DATASET RECORDS:
★ ★ ★ ★

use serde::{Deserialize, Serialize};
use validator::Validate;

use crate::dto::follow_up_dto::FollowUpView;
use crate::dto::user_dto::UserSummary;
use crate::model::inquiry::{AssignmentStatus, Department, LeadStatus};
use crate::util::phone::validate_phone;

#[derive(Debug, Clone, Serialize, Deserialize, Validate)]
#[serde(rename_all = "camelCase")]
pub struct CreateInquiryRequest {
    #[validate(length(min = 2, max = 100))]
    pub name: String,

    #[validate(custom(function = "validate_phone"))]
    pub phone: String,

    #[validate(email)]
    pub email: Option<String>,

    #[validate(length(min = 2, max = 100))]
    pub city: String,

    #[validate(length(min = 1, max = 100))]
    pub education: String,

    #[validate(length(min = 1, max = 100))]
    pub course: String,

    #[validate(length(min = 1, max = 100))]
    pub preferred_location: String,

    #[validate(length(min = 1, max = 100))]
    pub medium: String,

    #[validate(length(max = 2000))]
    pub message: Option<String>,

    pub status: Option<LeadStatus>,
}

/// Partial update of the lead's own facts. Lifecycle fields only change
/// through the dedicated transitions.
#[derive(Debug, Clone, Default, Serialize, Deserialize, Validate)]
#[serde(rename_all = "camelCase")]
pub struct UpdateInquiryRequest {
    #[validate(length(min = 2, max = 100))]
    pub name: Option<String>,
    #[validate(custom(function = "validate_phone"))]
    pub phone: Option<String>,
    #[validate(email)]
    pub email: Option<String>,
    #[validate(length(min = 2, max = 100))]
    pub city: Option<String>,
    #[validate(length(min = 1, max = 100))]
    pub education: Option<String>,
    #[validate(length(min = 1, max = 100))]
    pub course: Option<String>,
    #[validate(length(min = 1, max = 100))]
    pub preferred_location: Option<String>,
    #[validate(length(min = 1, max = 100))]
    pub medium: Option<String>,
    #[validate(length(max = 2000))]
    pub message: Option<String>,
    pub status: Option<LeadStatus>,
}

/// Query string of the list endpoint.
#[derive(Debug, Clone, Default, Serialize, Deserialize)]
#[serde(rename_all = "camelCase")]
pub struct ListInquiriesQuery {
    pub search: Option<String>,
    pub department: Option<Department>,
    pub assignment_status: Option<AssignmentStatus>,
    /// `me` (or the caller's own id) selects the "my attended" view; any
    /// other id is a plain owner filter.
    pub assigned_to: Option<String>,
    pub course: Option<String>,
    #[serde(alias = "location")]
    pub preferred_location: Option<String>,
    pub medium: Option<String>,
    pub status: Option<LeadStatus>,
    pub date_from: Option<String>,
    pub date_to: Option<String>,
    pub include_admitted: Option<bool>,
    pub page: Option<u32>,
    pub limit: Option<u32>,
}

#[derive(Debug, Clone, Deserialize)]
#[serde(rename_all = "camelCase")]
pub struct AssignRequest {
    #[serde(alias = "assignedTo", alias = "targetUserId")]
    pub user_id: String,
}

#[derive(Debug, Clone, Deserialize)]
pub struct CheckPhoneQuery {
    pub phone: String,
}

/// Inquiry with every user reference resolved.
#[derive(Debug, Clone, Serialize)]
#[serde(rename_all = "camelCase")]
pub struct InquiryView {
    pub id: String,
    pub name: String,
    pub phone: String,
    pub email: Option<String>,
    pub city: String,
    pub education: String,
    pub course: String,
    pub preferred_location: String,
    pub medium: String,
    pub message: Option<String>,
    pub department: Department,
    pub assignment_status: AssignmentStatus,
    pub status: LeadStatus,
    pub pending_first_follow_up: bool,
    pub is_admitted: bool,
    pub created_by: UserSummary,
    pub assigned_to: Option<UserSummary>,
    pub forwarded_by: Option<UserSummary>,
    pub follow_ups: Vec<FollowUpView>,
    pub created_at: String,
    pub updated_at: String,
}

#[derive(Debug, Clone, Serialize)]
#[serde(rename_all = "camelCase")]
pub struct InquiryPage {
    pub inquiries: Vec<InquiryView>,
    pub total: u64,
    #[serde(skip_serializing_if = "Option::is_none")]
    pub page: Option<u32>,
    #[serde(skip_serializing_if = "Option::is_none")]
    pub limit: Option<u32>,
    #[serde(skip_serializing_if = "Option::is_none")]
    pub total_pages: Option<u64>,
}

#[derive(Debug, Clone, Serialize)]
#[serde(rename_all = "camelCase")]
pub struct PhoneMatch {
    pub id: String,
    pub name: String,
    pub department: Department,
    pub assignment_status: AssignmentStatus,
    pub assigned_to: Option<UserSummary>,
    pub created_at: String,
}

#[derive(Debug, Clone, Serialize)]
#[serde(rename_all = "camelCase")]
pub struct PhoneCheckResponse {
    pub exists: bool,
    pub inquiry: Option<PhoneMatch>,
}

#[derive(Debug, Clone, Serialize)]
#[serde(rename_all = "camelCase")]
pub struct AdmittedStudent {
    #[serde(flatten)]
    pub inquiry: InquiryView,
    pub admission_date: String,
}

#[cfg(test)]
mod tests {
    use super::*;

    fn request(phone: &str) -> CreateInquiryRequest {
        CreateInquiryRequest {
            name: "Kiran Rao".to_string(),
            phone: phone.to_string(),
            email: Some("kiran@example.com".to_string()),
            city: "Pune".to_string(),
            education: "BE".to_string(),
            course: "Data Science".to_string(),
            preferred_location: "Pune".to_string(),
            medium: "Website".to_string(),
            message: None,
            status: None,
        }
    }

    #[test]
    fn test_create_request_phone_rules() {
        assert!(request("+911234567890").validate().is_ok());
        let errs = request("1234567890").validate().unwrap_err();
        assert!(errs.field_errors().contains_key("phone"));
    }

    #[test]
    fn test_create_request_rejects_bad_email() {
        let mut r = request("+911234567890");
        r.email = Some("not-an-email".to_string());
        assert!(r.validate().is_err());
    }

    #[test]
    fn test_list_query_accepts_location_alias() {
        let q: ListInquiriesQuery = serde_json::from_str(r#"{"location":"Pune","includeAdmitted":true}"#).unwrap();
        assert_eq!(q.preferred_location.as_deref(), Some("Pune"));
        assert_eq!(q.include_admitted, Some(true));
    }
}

★ ★ ★ ★

Everything in the data should be copied exactly. Leave nothing out.

RESULT OF THIS TASK:
use serde::{Deserialize, Serialize};
use validator::Validate;

use crate::dto::follow_up_dto::FollowUpView;
use crate::dto::user_dto::UserSummary;
use crate::model::inquiry::{AssignmentStatus, Department, LeadStatus};
use crate::util::phone::validate_phone;

#[derive(Debug, Clone, Serialize, Deserialize, Validate)]
#[serde(rename_all = "camelCase")]
pub struct CreateInquiryRequest {
    #[validate(length(min = 2, max = 100))]
    pub name: String,

    #[validate(custom(function = "validate_phone"))]
    pub phone: String,

    #[validate(email)]
    pub email: Option<String>,

    #[validate(length(min = 2, max = 100))]
    pub city: String,

    #[validate(length(min = 1, max = 100))]
    pub education: String,

    #[validate(length(min = 1, max = 100))]
    pub course: String,

    #[validate(length(min = 1, max = 100))]
    pub preferred_location: String,

    #[validate(length(min = 1, max = 100))]
    pub medium: String,

    #[validate(length(max = 2000))]
    pub message: Option<String>,

    pub status: Option<LeadStatus>,
}

/// Partial update of the lead's own facts. Lifecycle fields only change
/// through the dedicated transitions.
#[derive(Debug, Clone, Default, Serialize, Deserialize, Validate)]
#[serde(rename_all = "camelCase")]
pub struct UpdateInquiryRequest {
    #[validate(length(min = 2, max = 100))]
    pub name: Option<String>,
    #[validate(custom(function = "validate_phone"))]
    pub phone: Option<String>,
    #[validate(email)]
    pub email: Option<String>,
    #[validate(length(min = 2, max = 100))]
    pub city: Option<String>,
    #[validate(length(min = 1, max = 100))]
    pub education: Option<String>,
    #[validate(length(min = 1, max = 100))]
    pub course: Option<String>,
    #[validate(length(min = 1, max = 100))]
    pub preferred_location: Option<String>,
    #[validate(length(min = 1, max = 100))]
    pub medium: Option<String>,
    #[validate(length(max = 2000))]
    pub message: Option<String>,
    pub status: Option<LeadStatus>,
}

/// Query string of the list endpoint.
#[derive(Debug, Clone, Default, Serialize, Deserialize)]
#[serde(rename_all = "camelCase")]
pub struct ListInquiriesQuery {
    pub search: Option<String>,
    pub department: Option<Department>,
    pub assignment_status: Option<AssignmentStatus>,
    /// `me` (or the caller's own id) selects the "my attended" view; any
    /// other id is a plain owner filter.
    pub assigned_to: Option<String>,
    pub course: Option<String>,
    #[serde(alias = "location")]
    pub preferred_location: Option<String>,
    pub medium: Option<String>,
    pub status: Option<LeadStatus>,
    pub date_from: Option<String>,
    pub date_to: Option<String>,
    pub include_admitted: Option<bool>,
    pub page: Option<u32>,
    pub limit: Option<u32>,
}

#[derive(Debug, Clone, Deserialize)]
#[serde(rename_all = "camelCase")]
pub struct AssignRequest {
    #[serde(alias = "assignedTo", alias = "targetUserId")]
    pub user_id: String,
}

#[derive(Debug, Clone, Deserialize)]
pub struct CheckPhoneQuery {
    pub phone: String,
}

/// Inquiry with every user reference resolved.
#[derive(Debug, Clone, Serialize)]
#[serde(rename_all = "camelCase")]
pub struct InquiryView {
    pub id: String,
    pub name: String,
    pub phone: String,
    pub email: Option<String>,
    pub city: String,
    pub education: String,
    pub course: String,
    pub preferred_location: String,
    pub medium: String,
    pub message: Option<String>,
    pub department: Department,
    pub assignment_status: AssignmentStatus,
    pub status: LeadStatus,
    pub pending_first_follow_up: bool,
    pub is_admitted: bool,
    pub created_by: UserSummary,
    pub assigned_to: Option<UserSummary>,
    pub forwarded_by: Option<UserSummary>,
    pub follow_ups: Vec<FollowUpView>,
    pub created_at: String,
    pub updated_at: String,
}

#[derive(Debug, Clone, Serialize)]
#[serde(rename_all = "camelCase")]
pub struct InquiryPage {
    pub inquiries: Vec<InquiryView>,
    pub total: u64,
    #[serde(skip_serializing_if = "Option::is_none")]
    pub page: Option<u32>,
    #[serde(skip_serializing_if = "Option::is_none")]
    pub limit: Option<u32>,
    #[serde(skip_serializing_if = "Option::is_none")]
    pub total_pages: Option<u64>,
}

#[derive(Debug, Clone, Serialize)]
#[serde(rename_all = "camelCase")]
pub struct PhoneMatch {
    pub id: String,
    pub name: String,
    pub department: Department,
    pub assignment_status: AssignmentStatus,
    pub assigned_to: Option<UserSummary>,
    pub created_at: String,
}

#[derive(Debug, Clone, Serialize)]
#[serde(rename_all = "camelCase")]
pub struct PhoneCheckResponse {
    pub exists: bool,
    pub inquiry: Option<PhoneMatch>,
}

#[derive(Debug, Clone, Serialize)]
#[serde(rename_all = "camelCase")]
pub struct AdmittedStudent {
    #[serde(flatten)]
    pub inquiry: InquiryView,
    pub admission_date: String,
}

#[cfg(test)]
mod tests {
    use super::*;

    fn request(phone: &str) -> CreateInquiryRequest {
        CreateInquiryRequest {
            name: "Kiran Rao".to_string(),
            phone: phone.to_string(),
            email: Some("kiran@example.com".to_string()),
            city: "Pune".to_string(),
            education: "BE".to_string(),
            course: "Data Science".to_string(),
            preferred_location: "Pune".to_string(),
            medium: "Website".to_string(),
            message: None,
            status: None,
        }
    }

    #[test]
    fn test_create_request_phone_rules() {
        assert!(request("+911234567890").validate().is_ok());
        let errs = request("1234567890").validate().unwrap_err();
        assert!(errs.field_errors().contains_key("phone"));
    }

    #[test]
    fn test_create_request_rejects_bad_email() {
        let mut r = request("+911234567890");
        r.email = Some("not-an-email".to_string());
        assert!(r.validate().is_err());
    }

    #[test]
    fn test_list_query_accepts_location_alias() {
        let q: ListInquiriesQuery = serde_json::from_str(r#"{"location":"Pune","includeAdmitted":true}"#).unwrap();
        assert_eq!(q.preferred_location.as_deref(), Some("Pune"));
        assert_eq!(q.include_admitted, Some(true));
    }
}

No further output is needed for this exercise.